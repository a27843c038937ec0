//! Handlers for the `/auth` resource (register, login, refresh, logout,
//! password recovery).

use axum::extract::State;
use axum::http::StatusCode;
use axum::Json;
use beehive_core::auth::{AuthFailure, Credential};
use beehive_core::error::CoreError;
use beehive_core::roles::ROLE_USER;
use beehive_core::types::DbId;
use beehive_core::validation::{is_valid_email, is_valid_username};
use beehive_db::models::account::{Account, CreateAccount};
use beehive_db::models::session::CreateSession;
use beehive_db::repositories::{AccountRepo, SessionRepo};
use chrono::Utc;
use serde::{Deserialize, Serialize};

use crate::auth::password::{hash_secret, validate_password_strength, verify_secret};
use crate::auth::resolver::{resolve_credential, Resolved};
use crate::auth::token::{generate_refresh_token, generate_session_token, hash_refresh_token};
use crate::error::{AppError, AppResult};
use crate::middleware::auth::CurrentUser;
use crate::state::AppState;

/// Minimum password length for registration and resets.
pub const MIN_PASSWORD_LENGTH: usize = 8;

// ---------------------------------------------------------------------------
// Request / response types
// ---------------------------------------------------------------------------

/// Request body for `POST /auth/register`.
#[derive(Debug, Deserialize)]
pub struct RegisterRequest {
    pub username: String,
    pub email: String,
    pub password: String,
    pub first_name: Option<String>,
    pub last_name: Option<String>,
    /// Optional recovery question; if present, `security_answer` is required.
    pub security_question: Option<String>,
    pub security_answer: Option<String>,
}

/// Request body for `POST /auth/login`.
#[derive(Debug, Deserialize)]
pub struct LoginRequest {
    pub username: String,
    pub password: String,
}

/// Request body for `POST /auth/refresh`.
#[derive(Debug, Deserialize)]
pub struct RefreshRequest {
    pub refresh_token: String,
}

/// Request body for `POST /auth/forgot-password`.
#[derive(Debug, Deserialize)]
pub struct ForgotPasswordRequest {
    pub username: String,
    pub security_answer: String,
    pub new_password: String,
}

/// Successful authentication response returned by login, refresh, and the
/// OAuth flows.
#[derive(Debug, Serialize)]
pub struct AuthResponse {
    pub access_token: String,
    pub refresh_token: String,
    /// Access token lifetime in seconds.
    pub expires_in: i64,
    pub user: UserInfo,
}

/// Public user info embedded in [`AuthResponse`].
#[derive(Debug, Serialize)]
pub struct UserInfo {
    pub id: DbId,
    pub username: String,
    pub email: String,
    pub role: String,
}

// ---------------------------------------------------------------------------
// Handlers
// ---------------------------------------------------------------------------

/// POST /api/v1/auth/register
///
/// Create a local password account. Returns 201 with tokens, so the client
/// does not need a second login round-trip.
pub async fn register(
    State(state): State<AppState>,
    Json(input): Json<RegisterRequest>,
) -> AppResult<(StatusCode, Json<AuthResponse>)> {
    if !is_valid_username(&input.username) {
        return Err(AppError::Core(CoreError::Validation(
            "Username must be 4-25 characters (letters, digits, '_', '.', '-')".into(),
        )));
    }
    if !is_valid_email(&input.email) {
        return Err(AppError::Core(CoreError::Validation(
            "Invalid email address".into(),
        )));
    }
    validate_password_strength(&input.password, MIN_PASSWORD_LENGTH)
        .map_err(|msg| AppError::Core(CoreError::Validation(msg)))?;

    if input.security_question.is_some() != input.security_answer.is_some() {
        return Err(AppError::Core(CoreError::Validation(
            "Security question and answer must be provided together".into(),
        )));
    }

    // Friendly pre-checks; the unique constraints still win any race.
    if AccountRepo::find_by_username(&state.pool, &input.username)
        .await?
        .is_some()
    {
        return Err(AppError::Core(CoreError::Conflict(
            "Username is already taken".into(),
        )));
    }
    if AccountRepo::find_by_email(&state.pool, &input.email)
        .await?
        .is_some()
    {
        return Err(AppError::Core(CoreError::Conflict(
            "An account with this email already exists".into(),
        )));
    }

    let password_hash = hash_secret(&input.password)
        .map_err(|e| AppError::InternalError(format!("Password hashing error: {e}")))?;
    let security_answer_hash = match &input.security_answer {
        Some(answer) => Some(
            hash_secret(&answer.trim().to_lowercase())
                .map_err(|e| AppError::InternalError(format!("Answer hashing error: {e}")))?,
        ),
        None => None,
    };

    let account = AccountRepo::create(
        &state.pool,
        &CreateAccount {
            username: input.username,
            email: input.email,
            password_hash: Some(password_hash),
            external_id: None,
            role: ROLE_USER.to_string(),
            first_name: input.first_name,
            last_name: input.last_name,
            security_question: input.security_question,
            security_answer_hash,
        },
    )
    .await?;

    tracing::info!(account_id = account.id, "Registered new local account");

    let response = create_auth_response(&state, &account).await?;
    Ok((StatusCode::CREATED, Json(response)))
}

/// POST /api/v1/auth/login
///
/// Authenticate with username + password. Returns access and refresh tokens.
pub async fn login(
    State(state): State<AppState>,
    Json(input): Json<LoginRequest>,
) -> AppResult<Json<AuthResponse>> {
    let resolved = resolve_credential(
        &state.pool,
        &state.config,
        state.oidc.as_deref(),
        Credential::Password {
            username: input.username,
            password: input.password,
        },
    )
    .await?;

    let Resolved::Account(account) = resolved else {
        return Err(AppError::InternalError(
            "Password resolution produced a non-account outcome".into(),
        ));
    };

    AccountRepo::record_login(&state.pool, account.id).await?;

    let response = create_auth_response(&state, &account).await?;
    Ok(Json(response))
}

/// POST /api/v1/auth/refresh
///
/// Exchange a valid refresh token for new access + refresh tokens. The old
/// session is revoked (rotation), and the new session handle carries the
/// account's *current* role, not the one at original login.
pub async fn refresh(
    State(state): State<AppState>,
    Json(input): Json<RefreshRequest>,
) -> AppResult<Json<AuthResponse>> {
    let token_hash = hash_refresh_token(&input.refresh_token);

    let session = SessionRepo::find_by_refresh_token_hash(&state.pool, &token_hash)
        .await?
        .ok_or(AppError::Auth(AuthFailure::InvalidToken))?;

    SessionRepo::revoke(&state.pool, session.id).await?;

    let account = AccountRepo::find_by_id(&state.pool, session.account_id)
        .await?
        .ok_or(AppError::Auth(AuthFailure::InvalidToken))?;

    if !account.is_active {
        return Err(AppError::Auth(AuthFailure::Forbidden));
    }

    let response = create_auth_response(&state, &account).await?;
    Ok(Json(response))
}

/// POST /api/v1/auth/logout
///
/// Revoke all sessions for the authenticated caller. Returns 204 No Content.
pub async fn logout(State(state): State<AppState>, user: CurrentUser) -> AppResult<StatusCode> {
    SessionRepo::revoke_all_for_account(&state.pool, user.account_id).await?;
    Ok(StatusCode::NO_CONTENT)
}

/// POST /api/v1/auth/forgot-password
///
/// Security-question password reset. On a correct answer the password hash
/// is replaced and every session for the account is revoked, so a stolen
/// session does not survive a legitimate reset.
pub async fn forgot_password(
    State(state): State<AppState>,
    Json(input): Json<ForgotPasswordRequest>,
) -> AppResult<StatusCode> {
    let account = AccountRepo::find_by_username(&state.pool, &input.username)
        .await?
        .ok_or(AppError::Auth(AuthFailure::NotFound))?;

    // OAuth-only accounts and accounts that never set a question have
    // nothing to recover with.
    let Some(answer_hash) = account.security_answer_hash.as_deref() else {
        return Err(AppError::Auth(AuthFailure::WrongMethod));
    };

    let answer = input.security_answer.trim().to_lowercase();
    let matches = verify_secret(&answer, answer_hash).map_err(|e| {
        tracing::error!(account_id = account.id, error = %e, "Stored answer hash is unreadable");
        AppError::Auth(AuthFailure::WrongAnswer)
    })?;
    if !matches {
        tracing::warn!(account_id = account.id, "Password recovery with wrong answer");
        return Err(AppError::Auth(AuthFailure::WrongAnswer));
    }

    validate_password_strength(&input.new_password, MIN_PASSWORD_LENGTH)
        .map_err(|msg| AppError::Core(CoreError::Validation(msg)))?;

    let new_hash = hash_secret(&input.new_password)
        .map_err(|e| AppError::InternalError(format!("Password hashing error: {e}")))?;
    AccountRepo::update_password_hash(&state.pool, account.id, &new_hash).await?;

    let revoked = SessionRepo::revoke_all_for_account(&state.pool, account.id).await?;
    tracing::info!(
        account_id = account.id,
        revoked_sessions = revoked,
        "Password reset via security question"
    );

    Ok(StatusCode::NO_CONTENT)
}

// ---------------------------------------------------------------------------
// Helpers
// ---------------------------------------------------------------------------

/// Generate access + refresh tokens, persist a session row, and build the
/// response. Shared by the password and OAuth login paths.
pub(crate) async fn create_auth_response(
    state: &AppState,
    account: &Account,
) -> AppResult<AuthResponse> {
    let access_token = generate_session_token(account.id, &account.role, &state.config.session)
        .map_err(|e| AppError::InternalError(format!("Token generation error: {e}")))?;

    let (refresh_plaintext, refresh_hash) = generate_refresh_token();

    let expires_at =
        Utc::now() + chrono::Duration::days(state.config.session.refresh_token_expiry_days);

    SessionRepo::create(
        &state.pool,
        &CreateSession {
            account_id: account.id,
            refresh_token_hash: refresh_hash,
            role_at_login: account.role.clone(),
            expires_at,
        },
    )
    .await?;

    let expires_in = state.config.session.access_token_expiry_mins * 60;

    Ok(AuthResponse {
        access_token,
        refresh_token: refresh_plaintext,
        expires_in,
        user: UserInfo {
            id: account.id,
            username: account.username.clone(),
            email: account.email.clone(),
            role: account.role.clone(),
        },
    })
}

▶ [Exercise] Pull every line containing the word "RefreshRequest" out of the material and copy it.

▶ [Written response]
pub struct RefreshRequest {
    Json(input): Json<RefreshRequest>,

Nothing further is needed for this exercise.